>>>>
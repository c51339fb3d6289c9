//! Episode listing
//!
//! Turns an anime page reference into episode references that the resolver
//! accepts.

use scraper::Html;

use super::client::{selector, AjaxHtml, ProviderClient};
use crate::error::{ResolveError, Result};
use crate::models::{EpisodeEntry, EpisodeRef};

const EPISODE_ITEMS: &str = "div.ss-list > a.ssl-item.ep-item";
const EPISODE_NUMBER: &str = "div.ssli-order";

impl ProviderClient {
    /// List the episodes of an anime, newest first
    pub async fn list_episodes(&self, anime_ref: &str) -> Result<Vec<EpisodeEntry>> {
        let anime_id = anime_id(anime_ref).ok_or_else(|| {
            ResolveError::NotFound(format!("could not get anime id from {:?}", anime_ref))
        })?;

        let url = self.url(&format!(
            "/ajax/v2/episode/list/{}",
            urlencoding::encode(&anime_id)
        ));
        let envelope: AjaxHtml = self.get_json(&url).await?;

        if !envelope.status {
            return Err(ResolveError::NotFound(format!(
                "episode list for anime {} returned status false",
                anime_id
            )));
        }

        let episodes = parse_episode_list(&envelope.html)?;
        if episodes.is_empty() {
            tracing::warn!(anime_id = %anime_id, "episode list is empty");
        }
        Ok(episodes)
    }
}

/// Anime id: text after the last `-` of the path, before any query.
/// A reference without a dash is taken as a bare id.
pub fn anime_id(anime_ref: &str) -> Option<String> {
    let path = anime_ref.trim().split(['?', '#']).next().unwrap_or("");
    let id = match path.rsplit_once('-') {
        Some((_, id)) => id,
        None if !path.contains('/') => path,
        None => "",
    };

    let id = id.trim_end_matches('/');
    if id.is_empty() {
        None
    } else {
        Some(id.to_string())
    }
}

/// Parse the episode-list HTML; items missing href, title or number are skipped
pub fn parse_episode_list(html: &str) -> Result<Vec<EpisodeEntry>> {
    let document = Html::parse_fragment(html);
    let item_selector = selector(EPISODE_ITEMS)?;
    let number_selector = selector(EPISODE_NUMBER)?;

    let mut episodes = Vec::new();
    for item in document.select(&item_selector) {
        let href = item.value().attr("href").unwrap_or("").trim();
        let title = item.value().attr("title").unwrap_or("").trim();
        let number = item
            .select(&number_selector)
            .next()
            .map(|n| n.text().collect::<String>().trim().to_string())
            .unwrap_or_default();

        if href.is_empty() || title.is_empty() || number.is_empty() {
            tracing::debug!(href, title, number = %number, "skipping incomplete episode item");
            continue;
        }

        let id = item
            .value()
            .attr("data-id")
            .map(|s| s.trim().to_string())
            .filter(|s| !s.is_empty())
            .or_else(|| EpisodeRef::new(href).episode_id());
        let Some(id) = id else {
            tracing::debug!(href, "skipping episode item without id");
            continue;
        };

        episodes.push(EpisodeEntry {
            id,
            number: number.parse().unwrap_or(0.0),
            title: title.to_string(),
            href: href.to_string(),
        });
    }

    // Provider lists oldest first
    episodes.reverse();
    Ok(episodes)
}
<<<<
* _Exercise prompt_: Copy every line that contains "document" from the listing above.

* _Written reply_:
    let document = Html::parse_fragment(html);
    for item in document.select(&item_selector) {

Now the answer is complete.